En el vuelo de regreso a España pedí un periódico español, me dieron uno atrasado, en mala hora, con lo tranquilo que estaba yo leyendo el Herald Tribune. Me llevé un sofocón, leí que se hacían conjeturas sobre la posible opción de un partido liderado por Belén Esteban y que según una encuesta de Sigma 2, podría pasar a ser la tercera fuerza política española. Esta perversa posibilidad tiene una lectura, a mi juicio muy clara, crisis de valores y falta de credibilidad en el sistema político. Gran parte de la población, de derechas, izquierdas, o centro se "engancha" a la tele basura, por falta de ilusión y confianza en proyectos políticos, culturales o comunitarios que se ofrecen, si se ofrecen… Sustituir educación, cultura, inteligencia por programas televisivos mugrientos en los que la chabacanería, vulgaridad, zafiedad y el mal gusto campan libremente es dañino. Airear e interesarse por la intimidad de personas poco recomendables es un serio problema que tiene la sociedad española. En algún momento habrá que decir ¡basta ya! La gente se identifica con estos personajes por su desvergüenza y sólo se puede entender esta adicción como lenitivo para una ciudadanía desencantada con la política. En Francia hubo una situación parecida con un cómico de gran éxito que ridiculizaba a los políticos y en Italia, una stripper, Cicciolina, entró en el parlamento italiano como diputada por el Partido Radical. En la Cámara tuvo incluso una intervención mostrando sus pechos. Afortunadamente estos atrevimientos políticos suelen tener poco recorrido.

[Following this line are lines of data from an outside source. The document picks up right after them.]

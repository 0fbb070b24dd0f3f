use std::rc::Rc;

use crate::error;
use crate::value::Value;

/// An ordered list of values, yielded in index order.
#[derive(Debug, Clone)]
pub struct Indexed {
    items: Rc<[Value]>,
}

impl Indexed {
    pub(crate) fn new(items: Rc<[Value]>) -> Self {
        Self { items }
    }

    pub(crate) fn len(&self) -> usize {
        self.items.len()
    }

    pub(crate) fn iter(&self) -> IndexedIter {
        IndexedIter {
            items: self.items.clone(),
            index: 0,
        }
    }

    pub(crate) fn ptr_eq(&self, other: &Indexed) -> bool {
        Rc::ptr_eq(&self.items, &other.items)
    }
}

impl From<Vec<Value>> for Indexed {
    fn from(items: Vec<Value>) -> Self {
        Self {
            items: items.into(),
        }
    }
}

pub struct IndexedIter {
    items: Rc<[Value]>,
    index: usize,
}

impl Iterator for IndexedIter {
    type Item = error::Result<Value>;

    fn next(&mut self) -> Option<Self::Item> {
        let item = self.items.get(self.index)?.clone();
        self.index += 1;
        Some(Ok(item))
    }

    fn size_hint(&self) -> (usize, Option<usize>) {
        let remaining = self.items.len().saturating_sub(self.index);
        (remaining, Some(remaining))
    }
}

Estamos viviendo un tiempo político muy interesante, se está produciendo un rechazo ante la corrupción, una catarsis propiciada por la Justicia y los propios partidos que seguramente tendrá beneficiosas consecuencias para la "cosa pública". Es hora de que pasemos página, que se dignifique el ejercicio de la política, que se gestionen los intereses de la ciudadanía de forma honesta y eficaz y que se recupere la confianza, de lo contrario el descontento y el rechazo hacia lo que se ha puesto en evidencia pueden acabar quebrando el sistema democrático.